In these studies, we focus on identifying specific subsets of the proteome using immunopurification of targeted proteins. After immunoprecipitation, all proteins were size-separated by SDS-PAGE, then followed by in-gel tryptic digestion. Finally, peptides could be identified by nano-flow LC/MS/MS.
By immunoprecipitating proteins that are ubiquitinylated and/or phosphorylated we could focus on posttranslational modifications that may be related to a biomarker of chemical exposure and/or disease state. To identify PTM of proteins, we first coupled anti-ubiquitin, anti-phosphotyrosine and anti-phosphothreonine to protein G coated Sepharose beads, then incubated control or chemically treated whole cell lysates with the immune complex
Also, we are developing a method for the purification and subsequent characterization of IgE inducing proteins in mold extracts (Metarhizium anisopliae mycelium) by immunoprecipitating allergen specific immunoglobulins.
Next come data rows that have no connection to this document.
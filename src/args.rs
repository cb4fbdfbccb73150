use crate::logging::LogFormat;
use clap::{Parser, Subcommand};
use std::path::PathBuf;

/// sol-tools - 链上数据工具集的适配器管理
#[derive(Parser, Debug)]
#[command(name = "sol-tools")]
#[command(version)]
#[command(about = "管理 Dragon / Solana / Ethereum / Sharp / GMGN / Dune 适配器的配置与生命周期")]
pub struct Args {
    /// 子命令
    #[command(subcommand)]
    pub command: Command,

    /// 测试模式（读取 test_config.json，缺少凭证不报错）
    #[arg(long, global = true)]
    pub test_mode: bool,

    /// 配置目录
    #[arg(long, global = true)]
    pub config_dir: Option<PathBuf>,

    /// 指定 .env 文件
    #[arg(long, global = true)]
    pub env_file: Option<PathBuf>,

    /// 详细日志
    #[arg(short, long, global = true)]
    pub verbose: bool,

    /// 日志格式
    #[arg(long, global = true, value_enum)]
    pub log_format: Option<LogFormat>,

    /// 同时写入 JSON 日志文件（按大小轮转）
    #[arg(long, global = true)]
    pub log_file: Option<PathBuf>,
}

#[derive(Subcommand, Debug)]
pub enum Command {
    /// 初始化、校验并清理所有适配器，输出状态
    Status,
    /// 检查模块所需的环境变量
    Env {
        /// 模块名，缺省时检查全部模块
        module: Option<String>,
    },
    /// 读写配置
    Config {
        #[command(subcommand)]
        action: ConfigAction,
    },
}

#[derive(Subcommand, Debug)]
pub enum ConfigAction {
    /// 读取点号路径上的值
    Get { path: String },
    /// 写入点号路径，VALUE 按环境变量规则转换类型
    Set {
        path: String,
        value: String,
        /// 只修改内存，不写回文件
        #[arg(long)]
        no_save: bool,
    },
    /// 输出完整配置
    Show,
}

#[cfg(test)]
mod tests {
    use super::*;

    #[test]
    fn test_parse_global_flags_after_subcommand() {
        let args = Args::parse_from([
            "sol-tools",
            "config",
            "set",
            "dune.batch_size",
            "5",
            "--no-save",
            "--test-mode",
        ]);
        assert!(args.test_mode);
        match args.command {
            Command::Config {
                action: ConfigAction::Set { path, value, no_save },
            } => {
                assert_eq!(path, "dune.batch_size");
                assert_eq!(value, "5");
                assert!(no_save);
            }
            other => panic!("unexpected command: {other:?}"),
        }
    }

    #[test]
    fn test_log_file_flag() {
        let args = Args::parse_from(["sol-tools", "status", "--log-file", "logs/sol_tools.log"]);
        assert_eq!(args.log_file, Some(PathBuf::from("logs/sol_tools.log")));
    }

    #[test]
    fn test_log_format_value() {
        let args = Args::parse_from(["sol-tools", "--log-format", "json", "env", "dune"]);
        assert_eq!(args.log_format, Some(LogFormat::Json));
        assert!(args.log_file.is_none());
        assert!(matches!(args.command, Command::Env { module: Some(ref m) } if m == "dune"));
    }
}
//! 依赖注入容器
//!
//! 支持：
//! - 单例 / 瞬态 / 作用域生命周期（作用域当前等同于瞬态）
//! - 实例、类型、工厂、mock 注册
//! - 显式依赖声明与循环依赖检测
//! - 测试模式下的自动 mock

pub mod context;
pub mod di;
pub mod global;
pub mod registration;

pub use context::{DependencyMap, DependencySpec, Injectable, InjectionContext};
pub use di::{ContainerStats, DiContainer, TestMode};
pub use global::{configure_global_container, global_container, reset_global_container};
pub use registration::DependencyRegistration;

use thiserror::Error;

/// 服务生命周期
#[derive(Debug, Clone, Copy, PartialEq, Eq, Hash)]
pub enum Lifecycle {
    /// 首次解析时创建，之后共享同一实例
    Singleton,
    /// 每次解析都创建新实例
    Transient,
    /// 保留给作用域容器，目前与瞬态一致
    Scoped,
}

impl Lifecycle {
    pub fn is_shared(self) -> bool {
        matches!(self, Lifecycle::Singleton)
    }
}

impl std::fmt::Display for Lifecycle {
    fn fmt(&self, f: &mut std::fmt::Formatter<'_>) -> std::fmt::Result {
        let name = match self {
            Lifecycle::Singleton => "singleton",
            Lifecycle::Transient => "transient",
            Lifecycle::Scoped => "scoped",
        };
        f.write_str(name)
    }
}

#[derive(Debug, Error)]
pub enum ContainerError {
    #[error("Circular dependency detected: {}", .chain.join(" -> "))]
    CircularDependency { chain: Vec<String> },

    #[error("Dependency '{type_name}' is not registered")]
    DependencyNotFound { type_name: String },

    #[error("Failed to resolve dependency '{dependency}' of '{service}': {source}")]
    DependencyResolution {
        service: String,
        dependency: String,
        #[source]
        source: Box<ContainerError>,
    },

    #[error("Invalid registration for '{type_name}': {reason}")]
    InvalidRegistration { type_name: String, reason: String },

    #[error("Type mismatch: expected '{expected}', found '{found}'")]
    TypeMismatch { expected: String, found: String },

    #[error("Failed to create '{type_name}': {reason}")]
    CreationFailed { type_name: String, reason: String },

    #[error("Dependency '{dependency}' was not provided to '{service}'")]
    MissingDependency { service: String, dependency: String },
}

impl ContainerError {
    /// 解析链中最内层的错误
    pub fn root_cause(&self) -> &ContainerError {
        match self {
            ContainerError::DependencyResolution { source, .. } => source.root_cause(),
            other => other,
        }
    }
}

/// 去掉模块路径的类型名：`sol_tools::adapters::dragon::DragonAdapter` → `DragonAdapter`
pub fn short_type_name<T: ?Sized>() -> String {
    shorten_type_path(std::any::type_name::<T>())
}

pub(crate) fn shorten_type_path(full: &str) -> String {
    let mut result = String::with_capacity(full.len());
    let mut token = String::new();

    let flush = |token: &mut String, result: &mut String| {
        if !token.is_empty() {
            result.push_str(token.rsplit("::").next().unwrap_or_default());
            token.clear();
        }
    };

    for ch in full.chars() {
        if ch.is_alphanumeric() || ch == '_' || ch == ':' {
            token.push(ch);
        } else {
            flush(&mut token, &mut result);
            result.push(ch);
        }
    }
    flush(&mut token, &mut result);
    result
}

#[cfg(test)]
mod tests {
    use super::*;

    struct DatabaseService;

    #[test]
    fn test_short_type_name() {
        assert_eq!(short_type_name::<DatabaseService>(), "DatabaseService");
        assert_eq!(short_type_name::<String>(), "String");
        assert_eq!(
            shorten_type_path("alloc::sync::Arc<dyn sol_tools::adapters::base::Adapter>"),
            "Arc<dyn Adapter>"
        );
    }

    #[test]
    fn test_circular_dependency_message() {
        let err = ContainerError::CircularDependency {
            chain: vec!["A".into(), "B".into(), "C".into(), "A".into()],
        };
        assert_eq!(err.to_string(), "Circular dependency detected: A -> B -> C -> A");
    }

    #[test]
    fn test_root_cause_unwraps_resolution_chain() {
        let err = ContainerError::DependencyResolution {
            service: "DragonAdapter".into(),
            dependency: "gmgn".into(),
            source: Box::new(ContainerError::DependencyNotFound {
                type_name: "GmgnAdapter".into(),
            }),
        };
        assert!(matches!(
            err.root_cause(),
            ContainerError::DependencyNotFound { .. }
        ));
    }
}
use anyhow::{anyhow, Context};
use clap::Parser;
use serde_json::{json, Value};
use sol_tools::adapters::{self, AdapterManager};
use sol_tools::args::{Args, Command, ConfigAction};
use sol_tools::config::{self, defaults, registry::coerce_env_value, ConfigRegistry, RegistryOptions};
use sol_tools::errors::AppError;
use sol_tools::infrastructure::container::configure_global_container;
use sol_tools::logging::{init_logging, LoggingConfig};
use std::sync::Arc;

#[tokio::main]
async fn main() -> anyhow::Result<()> {
    let args = Args::parse();

    let mut logging = if args.test_mode {
        LoggingConfig::testing()
    } else {
        LoggingConfig::default()
    }
    .with_overrides(args.log_format, args.verbose);
    if let Some(path) = &args.log_file {
        logging = logging.with_file_output(path);
    }
    init_logging(&logging).map_err(|e| anyhow!("failed to initialize logging: {e}"))?;

    let options = RegistryOptions {
        test_mode: args.test_mode,
        config_dir: args.config_dir.clone(),
        env_file: args.env_file.clone(),
    };
    let registry = config::install_global_registry(Arc::new(
        ConfigRegistry::new(options).context("failed to load configuration")?,
    ));

    let output = match args.command {
        Command::Status => handle_status(registry, args.test_mode, args.verbose).await?,
        Command::Env { module } => handle_env(&registry, module.as_deref())?,
        Command::Config { action } => handle_config(&registry, action)?,
    };

    println!("{}", serde_json::to_string_pretty(&output)?);
    Ok(())
}

/// 完整跑一遍生命周期，输出每个适配器的状态
async fn handle_status(
    registry: Arc<ConfigRegistry>,
    test_mode: bool,
    verbose: bool,
) -> Result<Value, AppError> {
    let container = configure_global_container(test_mode, None);
    container.set_verbose(verbose);
    container.register_instance(registry)?;
    adapters::register_all(&container)?;

    let manager = AdapterManager::from_container(&container)?;
    let initialized = manager.initialize_all().await;
    let validated = manager.validate_all().await;
    let statuses = manager.statuses();
    let cleaned = manager.cleanup_all().await;

    tracing::info!(stats = %container.stats().summary(), "Container statistics");
    Ok(json!({
        "generated_at": chrono::Utc::now().to_rfc3339(),
        "test_mode": test_mode,
        "adapters": statuses,
        "initialize": initialized,
        "validate": validated,
        "cleanup": cleaned,
    }))
}

fn handle_env(registry: &ConfigRegistry, module: Option<&str>) -> Result<Value, AppError> {
    let modules: Vec<&str> = match module {
        Some(module) if defaults::KNOWN_MODULES.contains(&module) => vec![module],
        Some(module) => return Err(AppError::Generic(format!("unknown module '{module}'"))),
        None => defaults::KNOWN_MODULES.to_vec(),
    };
    let report: serde_json::Map<String, Value> = modules
        .into_iter()
        .map(|module| (module.to_string(), json!(registry.check_required_env_vars(module))))
        .collect();
    Ok(Value::Object(report))
}

fn handle_config(registry: &ConfigRegistry, action: ConfigAction) -> Result<Value, AppError> {
    match action {
        ConfigAction::Get { path } => Ok(registry.get_config_value(path.as_str(), Value::Null)),
        ConfigAction::Set { path, value, no_save } => {
            let value = coerce_env_value(&value);
            registry.set_config_value(path.as_str(), value.clone(), !no_save)?;
            Ok(json!({ "path": path, "value": value, "saved": !no_save }))
        }
        ConfigAction::Show => Ok(registry.snapshot()),
    }
}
Briefly, by covalently linking an anti-IgE antibody to chemically modified magnetic beads, we were then able to pull down the IgE from mouse serum derived from M anisopliae immunized mice. This anti-IgE - IgE complex was used to immunoprecipitate the proteins in mold extracts that induce an IgE immune response. In conclusion, by immunopurifying target proteins from a complex mixture we selected a precise subset of the proteome, resulting in less complex improved protein identification and analysis.